FX volatility hits lowest level since start of financial crisis; don’t get carried away

Relatively stable FX markets during the current summer lull have pushed volatility down to its lowest level of the year.

Relatively stable FX markets during the current summer lull have pushed volatility down to its lowest level of the year.

By some measures, volatility is at its lowest level since the eruption of the financial crisis. Bank of Tokyo-Mitsubishi UFJ’s equally weighted index of G10/JPY one-month implied volatility, for instance, is at its lowest level since August 2008.

 G10/JPY one-month implied vol

 
 Source: Bloomberg, BTMU
Of course, the favourable combination of improving risk sentiment and declining FX volatility is encouraging a pick-up in carry demand for relatively high-yielding currencies and selling of low-yielding funding currencies.

Accordingly, during the past month, the low-yielding USD, JPY, EUR, CHF and GBP have underperformed the higher-yielding AUD, NZD, CAD, NOK and SEK.

One part of that has been confidence in the pledge from Mario Draghi, European Central Bank (ECB) president, to do “whatever it takes” to ensure the survival of the eurozone. The potential break-up of the euro is, after all, the biggest threat to the global economy.

Investors will be hoping Draghi makes good on his promise.

However, history suggests that periods of calm tend to end violently.

Standard Bank, for example, has created a volatility-adjusted return indicator for NZDJPY, one of the most popular carry trades, by deflating interest-rate differentials by implied volatility.

NZDJPY: Are volatility-adjusted returns stretched? 

 
 Source: Ecowin

Since early June, New Zealand’s volatility-adjusted return has risen sharply compared with Japan’s, pushing NZDJPY about 8% higher.

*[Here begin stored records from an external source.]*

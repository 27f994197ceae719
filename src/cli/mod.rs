//! CLI argument parsing

mod common;
mod enums;
mod get;
mod link;

use clap::{Parser, Subcommand};

use crate::config::{defaults, env};

pub use common::{parse_key_val, to_query_params, OutputFormat};
pub use enums::{LinkCollection, OrgRelation, RoleRelation, TokenKind};
pub use get::{
    GetResource, OrgArgs, OrgResourceArgs, RoleArgs, RoleResourceArgs, TokenArgs, UserTokenArgs,
};
pub use link::LinkArgs;

/// Explore and link AWX resources
#[derive(Parser, Debug)]
#[command(name = "awxctl")]
#[command(version)]
#[command(about = "Explore AWX organizations, roles, tokens and their relations", long_about = None)]
pub struct Cli {
    #[command(subcommand)]
    pub command: Command,

    /// AWX host (bare host name or full URL)
    #[arg(short = 'H', long, env = env::HOST, global = true)]
    pub host: Option<String>,

    /// API token sent as a Bearer token
    #[arg(short = 't', long, env = env::TOKEN, global = true, hide_env_values = true)]
    pub token: Option<String>,

    /// Log level (error, warn, info, debug, trace)
    #[arg(short, long, default_value = defaults::LOG_LEVEL, global = true)]
    pub log_level: String,

    /// Batch mode: no spinners, suitable for scripts
    #[arg(long, default_value_t = false, global = true)]
    pub batch: bool,

    /// Omit table/CSV headers and totals
    #[arg(long, default_value_t = false, global = true)]
    pub no_header: bool,
}

/// Top-level commands
#[derive(Subcommand, Debug)]
pub enum Command {
    /// Get resources
    Get {
        #[command(subcommand)]
        resource: GetResource,
    },

    /// Associate an existing resource with a parent
    Associate(LinkArgs),

    /// Disassociate a resource from a parent
    Disassociate(LinkArgs),
}
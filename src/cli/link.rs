//! Associate/disassociate command arguments

use clap::Parser;

use super::enums::LinkCollection;

/// Arguments for 'associate' and 'disassociate'
#[derive(Parser, Debug)]
pub struct LinkArgs {
    /// Parent collection
    #[arg(value_enum)]
    pub collection: LinkCollection,

    /// Parent resource ID
    pub parent_id: i64,

    /// Related collection of the parent (e.g. admins, teams, groups)
    #[arg(value_parser = parse_relation)]
    pub relation: String,

    /// ID of the resource to link or unlink
    pub id: i64,
}

/// Relation names are single path segments
fn parse_relation(s: &str) -> Result<String, String> {
    let relation = s.trim().trim_matches('/');
    if relation.is_empty() || relation.contains('/') {
        return Err(format!("invalid relation '{}'", s));
    }
    Ok(relation.replace('-', "_"))
}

Standard Bank notes, however, that volatility-adjusted returns do not tend to stay up at their current elevated levels for long. In addition, rather than easing gently from those heights, volatility-adjusted returns in the NZD tend to collapse – taking NZDJPY with them.

Steve Barrow, head of FX strategy at Standard Bank, says those movements usually occur because of big increases in implied volatility rather than sharp falls in NZ rates, or increases in Japanese rates.

“We seem to be getting to the point where long positions in NZDJPY look more dangerous,” he says. “And, if they look more dangerous here, perhaps they look more dangerous for other carry-trade favourites as well.”

If implied volatility continues to slide, falling below the levels seen before the height of the credit crunch, then carry trades would be set fair.

However, with the looming event risk of the ECB putting its plans into action – or explaining exactly what those plans are – not to mention the small matter of a Federal Reserve meeting next month, there would appear to be plenty that could disrupt the calm.

Carry trades at these low levels of volatility come with a health warning.